Arbeitswelt: Wie sich Homeoffice auf die Karriere auswirkt

Dafür müssen Führungskräfte sensibilisiert werden. Sonst könnten Mitarbeiter, die überwiegend zu Hause sind, bei einem spannenden neuen Projekt mal übergangen werden, so Nale Lehmann-Willenbrock. „Das kann schon ein Grund dafür sein, zu entscheiden, doch mal wieder häufiger ins Büro zu gehen.“

Klar ist aber auf der anderen Seite auch: „Arbeitgeber müssen wissen, dass sie auf dem Arbeitsmarkt attraktiver sind, wenn sie die Möglichkeit anbieten, kombiniert zu arbeiten – also auch teilweise zu Hause. Wenn wir das als Universität Hamburg nicht anbieten würden, hätten wir große Schwierigkeiten“, sagt Vizepräsidentin Frost.
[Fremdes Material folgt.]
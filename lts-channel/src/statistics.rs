use std::ops::Deref;
use std::sync::atomic::{AtomicU64, Ordering};
use std::sync::Arc;

pub type Counter = AtomicU64;

#[derive(Debug, Clone, Default)]
/// Live metrics around the channel pool.
pub struct ChannelStatistics(Arc<ChannelStatisticsInner>);

impl Deref for ChannelStatistics {
    type Target = ChannelStatisticsInner;

    fn deref(&self) -> &Self::Target {
        &self.0
    }
}

#[derive(Debug, Default)]
pub struct ChannelStatisticsInner {
    /// The number of channels added to the pool.
    pub(crate) num_offered: Counter,
    /// The number of channels explicitly removed from the pool.
    pub(crate) num_removed: Counter,
    /// The number of closed channels evicted by a sweep.
    pub(crate) num_evicted: Counter,
    /// The number of completed sweeps.
    pub(crate) num_sweeps: Counter,
}

impl ChannelStatisticsInner {
    /// The number of channels added to the pool.
    pub fn num_offered(&self) -> u64 {
        self.num_offered.load(Ordering::Relaxed)
    }

    /// The number of channels explicitly removed from the pool.
    pub fn num_removed(&self) -> u64 {
        self.num_removed.load(Ordering::Relaxed)
    }

    /// The number of closed channels evicted by a sweep.
    pub fn num_evicted(&self) -> u64 {
        self.num_evicted.load(Ordering::Relaxed)
    }

    /// The number of completed sweeps.
    pub fn num_sweeps(&self) -> u64 {
        self.num_sweeps.load(Ordering::Relaxed)
    }
}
Dass die Attraktivität der Arbeitsplätze steige, wenn beide Arbeitsformen möglich seien, sehe man auch daran, dass es für Aufgaben, die Präsenz erfordern, wie beispielsweise in der Gastronomie oder bei den Sicherheitskontrollen am Flughafen, schwierig sei, Personal zu finden.